ARC responded that the primary means of qualification will be to reexamine the available data from EBR-II and Fast Flux Test Facility database, perform additional sensitivity studies using modeling and simulation tools, and reassess the uncertainties to demonstrate fuel performance. No additional in-reactor demonstration tests are planned.
In response to ARC's proposed use of modeling and simulation tools as their primary means for the demonstration of the fuel system, the NRC staff provided the clarification that BISON is not an NRC-approved code, particularly for mechanistic extrapolation. The NRC staff further clarified that although BISON has been validated for light-water reactor fuel, its history with metallic fuel is relatively brief. The code has not been submitted to the NRC staff for a review and approval, so its use to support licensing actions would involve additional evaluation efforts.
The NRC staff also emphasized that ARC is using the code on a design that has significant changes to geometry and operational parameters. To date, the code has not been demonstrated to the NRC that its scalability is feasible or accurate. The NRC staff stated that scaling can be done a variety of ways that may or may not rely on 1:1 fuel testing. The NRC staff stated that Regulatory Guide 1.203, Transient and Accident Analysis Methods, (ML053500170) is an example process that may aid in this effort.

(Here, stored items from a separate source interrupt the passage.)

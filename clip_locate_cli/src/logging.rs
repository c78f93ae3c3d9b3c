use log::LevelFilter;
use simplelog::{ColorChoice, ConfigBuilder, TermLogger, TerminalMode};

#[derive(Debug, Copy, Clone, PartialEq, Eq)]
pub enum Verbosity {
    Quiet,
    Default,
    Verbose,
}

/// Initializes the global logger, mapping CLI verbosity flags to a
/// `log::LevelFilter`.
pub fn configure_logs(verbosity: Verbosity) {
    let level = match verbosity {
        Verbosity::Quiet => LevelFilter::Warn,
        Verbosity::Default => LevelFilter::Info,
        Verbosity::Verbose => LevelFilter::Trace,
    };

    TermLogger::init(
        level,
        ConfigBuilder::new().build(),
        TerminalMode::Stderr,
        ColorChoice::Auto,
    )
    .expect("TermLogger failed to initialize");
}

The NRC staff further clarified that the concerns are not isolated to a specific variable, such as time-at-elevated-temperature or fuel elongation. The NRC staff stated the example that fuel geometry may cascade through other phenomena such as constituent redistribution. The NRC staff stated that it is not necessarily an issue with the design, rather that these sensitivities must be explored, justified, and addressed in future submittals.
The NRC staff clarified that the time to extract a surveillance pin is difficult as the potential mechanical fuel failure mechanism occurs in the first 5% of posed irradiation timeline. The NRC staff stated that should ARC seek to license under a surveillance program, the premise would be investigated by the NRC staff for potential fuel failure modes, such as fuel-cladding mechanical interaction, and the likelihood of surveillance to be able to capture the performance in a core-leading manner.
ARC stated that its fuel qualification topical report would be submitted to the NRC approximately during calendar year 2026, which depends on the contract from U.S.
Department of Energy getting extended.
NRC staff encouraged ARC to engage more frequently with the NRC and consider submitting additional reports before the final licensing application. The NRC staff noted several preliminary topics yet to be received.
The meeting on May 22, 2025, was adjourned at 3:02 PM eastern time.